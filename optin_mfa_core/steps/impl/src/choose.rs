use optin_mfa_config::MfaConfig;
use optin_mfa_core_steps_contracts::choose::{
    ChooseFactorError, ChooseFactorForm, ChooseFactorService, ChooseOutcome, RememberChoiceCookie,
};
use optin_mfa_models::flow::FlowStep;
use optin_mfa_session_contracts::FlowSessionStore;

use crate::{load_session, name_or_acr};

pub struct ChooseFactorServiceImpl<FlowSessions> {
    flow_sessions: FlowSessions,
    config: MfaConfig,
}

impl<FlowSessions> ChooseFactorServiceImpl<FlowSessions> {
    pub fn new(flow_sessions: FlowSessions, config: MfaConfig) -> Self {
        Self {
            flow_sessions,
            config,
        }
    }
}

impl<FlowSessions: FlowSessionStore> ChooseFactorService
    for ChooseFactorServiceImpl<FlowSessions>
{
    fn choose(&self, form: ChooseFactorForm) -> Result<ChooseOutcome, ChooseFactorError> {
        let mut session = load_session(&self.flow_sessions, || ChooseFactorError::InvalidState)?;
        let factor = form
            .second_factor
            .ok_or(ChooseFactorError::MissingParameter("secondFactor"))?;

        let outcome = match session.step {
            FlowStep::FirstChoiceOfSecondFactor { .. } => {
                let name = name_or_acr(form.second_factor_name, &factor)?;
                session.step = FlowStep::FirstSecondFactorChosen {
                    factor,
                    name,
                    emergency_code: None,
                };
                ChooseOutcome::default()
            }
            FlowStep::NoSecondFactorChosen { .. } => {
                let remember_cookie = form.remember_choice.then(|| RememberChoiceCookie {
                    factor: factor.clone(),
                    max_age_days: self.config.remember_choice_days,
                });
                session.step = FlowStep::SecondFactorChosen { factor };
                ChooseOutcome { remember_cookie }
            }
            _ => return Err(ChooseFactorError::InvalidState),
        };

        self.flow_sessions.store(&session)?;
        Ok(outcome)
    }
}
use std::sync::LazyLock;

use regex::Regex;

use crate::macros::nutype_string;

nutype_string!(UserName(validate(regex = USER_NAME_REGEX)));
pub static USER_NAME_REGEX: LazyLock<Regex> =
    LazyLock::new(|| Regex::new("^[a-zA-Z0-9@._-]{1,64}$").unwrap());

nutype_string!(PhoneNumber(
    sanitize(trim),
    validate(regex = PHONE_NUMBER_REGEX),
));
pub static PHONE_NUMBER_REGEX: LazyLock<Regex> =
    LazyLock::new(|| Regex::new(r"^\+?[0-9][0-9 \-()]{3,31}$").unwrap());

▸ Description of the task: Each entry above needs to be duplicated verbatim.

▸ Result:
filename optin_mfa_core/steps/impl/src/choose.rs
use optin_mfa_config::MfaConfig;
use optin_mfa_core_steps_contracts::choose::{
    ChooseFactorError, ChooseFactorForm, ChooseFactorService, ChooseOutcome, RememberChoiceCookie,
};
use optin_mfa_models::flow::FlowStep;
use optin_mfa_session_contracts::FlowSessionStore;

use crate::{load_session, name_or_acr};

pub struct ChooseFactorServiceImpl<FlowSessions> {
    flow_sessions: FlowSessions,
    config: MfaConfig,
}

impl<FlowSessions> ChooseFactorServiceImpl<FlowSessions> {
    pub fn new(flow_sessions: FlowSessions, config: MfaConfig) -> Self {
        Self {
            flow_sessions,
            config,
        }
    }
}

impl<FlowSessions: FlowSessionStore> ChooseFactorService
    for ChooseFactorServiceImpl<FlowSessions>
{
    fn choose(&self, form: ChooseFactorForm) -> Result<ChooseOutcome, ChooseFactorError> {
        let mut session = load_session(&self.flow_sessions, || ChooseFactorError::InvalidState)?;
        let factor = form
            .second_factor
            .ok_or(ChooseFactorError::MissingParameter("secondFactor"))?;

        let outcome = match session.step {
            FlowStep::FirstChoiceOfSecondFactor { .. } => {
                let name = name_or_acr(form.second_factor_name, &factor)?;
                session.step = FlowStep::FirstSecondFactorChosen {
                    factor,
                    name,
                    emergency_code: None,
                };
                ChooseOutcome::default()
            }
            FlowStep::NoSecondFactorChosen { .. } => {
                let remember_cookie = form.remember_choice.then(|| RememberChoiceCookie {
                    factor: factor.clone(),
                    max_age_days: self.config.remember_choice_days,
                });
                session.step = FlowStep::SecondFactorChosen { factor };
                ChooseOutcome { remember_cookie }
            }
            _ => return Err(ChooseFactorError::InvalidState),
        };

        self.flow_sessions.store(&session)?;
        Ok(outcome)
    }
}
use std::sync::LazyLock;

use regex::Regex;

use crate::macros::nutype_string;

nutype_string!(UserName(validate(regex = USER_NAME_REGEX)));
pub static USER_NAME_REGEX: LazyLock<Regex> =
    LazyLock::new(|| Regex::new("^[a-zA-Z0-9@._-]{1,64}$").unwrap());

nutype_string!(PhoneNumber(
    sanitize(trim),
    validate(regex = PHONE_NUMBER_REGEX),
));
pub static PHONE_NUMBER_REGEX: LazyLock<Regex> =
    LazyLock::new(|| Regex::new(r"^\+?[0-9][0-9 \-()]{3,31}$").unwrap());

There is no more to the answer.